▸ EXERCISE OBJECTIVE:
Set down the lines below exactly as they stand, please. Go from the first through the one containing "does not exist.".

Records excerpted from a collection
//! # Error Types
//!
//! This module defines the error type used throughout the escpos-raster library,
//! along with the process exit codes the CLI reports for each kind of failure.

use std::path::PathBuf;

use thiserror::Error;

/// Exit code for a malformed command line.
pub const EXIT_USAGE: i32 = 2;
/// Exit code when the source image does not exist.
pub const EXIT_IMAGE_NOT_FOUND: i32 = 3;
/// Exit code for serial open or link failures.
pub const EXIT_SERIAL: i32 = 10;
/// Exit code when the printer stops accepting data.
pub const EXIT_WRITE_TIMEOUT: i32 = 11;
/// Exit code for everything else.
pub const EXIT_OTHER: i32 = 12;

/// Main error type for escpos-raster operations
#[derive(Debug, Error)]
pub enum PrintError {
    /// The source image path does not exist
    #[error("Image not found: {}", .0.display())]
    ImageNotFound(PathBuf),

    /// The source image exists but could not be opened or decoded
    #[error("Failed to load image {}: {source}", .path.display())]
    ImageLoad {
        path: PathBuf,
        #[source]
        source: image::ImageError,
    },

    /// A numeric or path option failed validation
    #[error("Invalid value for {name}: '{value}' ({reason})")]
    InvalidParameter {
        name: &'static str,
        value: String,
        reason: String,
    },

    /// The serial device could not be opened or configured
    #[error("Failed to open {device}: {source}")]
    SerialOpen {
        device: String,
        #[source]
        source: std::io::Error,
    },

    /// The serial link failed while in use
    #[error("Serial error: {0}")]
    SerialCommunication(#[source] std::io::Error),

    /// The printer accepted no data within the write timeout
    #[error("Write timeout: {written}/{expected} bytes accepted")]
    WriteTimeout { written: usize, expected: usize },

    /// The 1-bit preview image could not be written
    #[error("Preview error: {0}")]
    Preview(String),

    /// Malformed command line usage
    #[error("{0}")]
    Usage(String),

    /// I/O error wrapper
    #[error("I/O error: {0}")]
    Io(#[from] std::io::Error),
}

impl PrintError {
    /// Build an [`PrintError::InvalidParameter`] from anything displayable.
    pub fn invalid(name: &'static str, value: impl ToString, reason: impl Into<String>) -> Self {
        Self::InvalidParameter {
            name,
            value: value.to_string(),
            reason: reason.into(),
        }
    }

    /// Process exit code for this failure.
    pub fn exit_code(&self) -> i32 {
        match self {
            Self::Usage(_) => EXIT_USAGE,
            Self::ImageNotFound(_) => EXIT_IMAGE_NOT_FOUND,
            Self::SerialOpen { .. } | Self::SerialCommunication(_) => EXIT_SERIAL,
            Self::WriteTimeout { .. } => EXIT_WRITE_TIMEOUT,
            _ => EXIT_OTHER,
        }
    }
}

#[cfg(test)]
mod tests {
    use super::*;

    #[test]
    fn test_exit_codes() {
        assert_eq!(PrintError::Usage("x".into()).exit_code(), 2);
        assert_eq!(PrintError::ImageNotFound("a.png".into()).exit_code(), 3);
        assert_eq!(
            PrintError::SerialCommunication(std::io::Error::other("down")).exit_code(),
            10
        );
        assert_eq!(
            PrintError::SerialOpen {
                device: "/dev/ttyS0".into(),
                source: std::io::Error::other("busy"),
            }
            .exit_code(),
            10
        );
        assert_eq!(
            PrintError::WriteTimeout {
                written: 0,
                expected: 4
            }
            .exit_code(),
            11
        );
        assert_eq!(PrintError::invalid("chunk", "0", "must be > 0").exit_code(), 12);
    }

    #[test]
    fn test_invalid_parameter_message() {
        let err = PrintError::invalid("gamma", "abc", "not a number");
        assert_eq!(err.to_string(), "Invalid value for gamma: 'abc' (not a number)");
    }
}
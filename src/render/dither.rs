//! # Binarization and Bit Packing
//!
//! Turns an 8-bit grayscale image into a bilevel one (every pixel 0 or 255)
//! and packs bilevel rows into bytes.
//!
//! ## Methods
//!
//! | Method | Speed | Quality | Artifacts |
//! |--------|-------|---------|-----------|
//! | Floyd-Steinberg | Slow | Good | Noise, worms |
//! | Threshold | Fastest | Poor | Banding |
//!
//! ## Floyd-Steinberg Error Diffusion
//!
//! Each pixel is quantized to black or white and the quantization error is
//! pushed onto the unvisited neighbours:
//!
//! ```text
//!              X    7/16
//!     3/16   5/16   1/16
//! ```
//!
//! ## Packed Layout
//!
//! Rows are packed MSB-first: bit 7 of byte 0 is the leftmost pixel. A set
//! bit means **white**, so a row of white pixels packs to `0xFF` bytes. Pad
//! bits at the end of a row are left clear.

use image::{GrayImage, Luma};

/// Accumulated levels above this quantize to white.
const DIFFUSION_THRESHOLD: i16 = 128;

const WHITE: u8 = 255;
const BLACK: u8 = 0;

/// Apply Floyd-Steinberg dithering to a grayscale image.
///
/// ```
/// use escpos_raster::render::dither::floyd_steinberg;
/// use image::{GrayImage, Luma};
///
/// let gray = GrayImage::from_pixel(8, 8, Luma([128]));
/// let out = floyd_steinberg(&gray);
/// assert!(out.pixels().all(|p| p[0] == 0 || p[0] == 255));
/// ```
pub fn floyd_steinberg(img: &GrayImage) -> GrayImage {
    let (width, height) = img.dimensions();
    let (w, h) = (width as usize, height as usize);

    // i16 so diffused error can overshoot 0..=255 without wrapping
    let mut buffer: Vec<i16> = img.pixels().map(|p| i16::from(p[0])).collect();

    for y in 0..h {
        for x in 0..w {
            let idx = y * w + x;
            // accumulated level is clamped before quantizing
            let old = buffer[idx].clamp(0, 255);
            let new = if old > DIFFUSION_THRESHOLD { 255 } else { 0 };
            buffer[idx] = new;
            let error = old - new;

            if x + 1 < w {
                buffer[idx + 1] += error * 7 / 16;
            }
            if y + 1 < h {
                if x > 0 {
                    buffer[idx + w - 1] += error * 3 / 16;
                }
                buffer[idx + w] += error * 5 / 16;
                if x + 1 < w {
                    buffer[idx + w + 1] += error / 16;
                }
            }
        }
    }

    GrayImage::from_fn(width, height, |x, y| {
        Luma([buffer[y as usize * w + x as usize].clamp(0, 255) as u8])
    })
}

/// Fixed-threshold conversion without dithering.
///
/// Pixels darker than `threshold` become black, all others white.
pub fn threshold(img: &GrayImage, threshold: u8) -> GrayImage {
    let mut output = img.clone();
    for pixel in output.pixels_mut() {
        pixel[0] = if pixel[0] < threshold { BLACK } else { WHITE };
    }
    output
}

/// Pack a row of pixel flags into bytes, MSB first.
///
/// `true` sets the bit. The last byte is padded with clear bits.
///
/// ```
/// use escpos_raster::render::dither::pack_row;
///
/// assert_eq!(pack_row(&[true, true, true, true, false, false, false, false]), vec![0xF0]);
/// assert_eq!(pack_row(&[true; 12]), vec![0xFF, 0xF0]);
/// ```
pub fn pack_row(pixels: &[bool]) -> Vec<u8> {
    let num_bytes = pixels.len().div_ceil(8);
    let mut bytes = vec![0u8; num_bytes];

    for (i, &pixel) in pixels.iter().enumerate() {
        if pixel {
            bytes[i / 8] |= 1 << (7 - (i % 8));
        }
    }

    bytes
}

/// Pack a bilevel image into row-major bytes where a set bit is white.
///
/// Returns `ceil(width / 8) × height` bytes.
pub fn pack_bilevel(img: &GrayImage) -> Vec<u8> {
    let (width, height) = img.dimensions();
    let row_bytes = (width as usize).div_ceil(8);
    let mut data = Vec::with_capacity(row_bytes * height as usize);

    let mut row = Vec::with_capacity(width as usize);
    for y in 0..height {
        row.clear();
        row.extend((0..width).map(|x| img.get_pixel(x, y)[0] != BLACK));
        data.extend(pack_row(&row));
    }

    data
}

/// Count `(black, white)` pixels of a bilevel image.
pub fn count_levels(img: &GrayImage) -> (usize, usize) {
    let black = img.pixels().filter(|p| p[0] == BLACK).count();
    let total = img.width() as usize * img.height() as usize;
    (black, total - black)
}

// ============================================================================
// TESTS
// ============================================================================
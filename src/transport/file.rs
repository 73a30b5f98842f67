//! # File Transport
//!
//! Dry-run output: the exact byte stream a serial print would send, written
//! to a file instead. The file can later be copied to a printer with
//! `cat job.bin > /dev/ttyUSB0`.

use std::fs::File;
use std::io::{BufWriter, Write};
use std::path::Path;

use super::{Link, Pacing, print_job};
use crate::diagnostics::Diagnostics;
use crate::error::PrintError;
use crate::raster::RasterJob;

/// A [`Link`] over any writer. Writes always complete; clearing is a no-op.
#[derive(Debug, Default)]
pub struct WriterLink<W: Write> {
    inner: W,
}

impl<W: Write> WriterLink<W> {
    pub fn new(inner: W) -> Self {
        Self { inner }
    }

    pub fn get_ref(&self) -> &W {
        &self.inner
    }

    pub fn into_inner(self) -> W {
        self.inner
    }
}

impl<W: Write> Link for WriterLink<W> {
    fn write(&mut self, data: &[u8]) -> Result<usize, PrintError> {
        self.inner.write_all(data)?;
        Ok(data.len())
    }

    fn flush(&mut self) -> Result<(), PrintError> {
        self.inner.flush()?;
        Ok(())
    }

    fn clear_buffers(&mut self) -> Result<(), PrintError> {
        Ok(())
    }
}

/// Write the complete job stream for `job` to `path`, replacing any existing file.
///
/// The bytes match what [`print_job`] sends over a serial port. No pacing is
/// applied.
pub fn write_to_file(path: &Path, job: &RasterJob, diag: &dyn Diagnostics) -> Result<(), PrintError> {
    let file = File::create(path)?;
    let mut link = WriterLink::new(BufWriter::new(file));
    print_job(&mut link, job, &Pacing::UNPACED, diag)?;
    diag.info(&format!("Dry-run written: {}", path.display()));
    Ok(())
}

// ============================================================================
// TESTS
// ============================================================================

▸ RESPONSE BELOW:
//! # Error Types
//!
//! This module defines the error type used throughout the escpos-raster library,
//! along with the process exit codes the CLI reports for each kind of failure.

use std::path::PathBuf;

use thiserror::Error;

/// Exit code for a malformed command line.
pub const EXIT_USAGE: i32 = 2;
/// Exit code when the source image does not exist.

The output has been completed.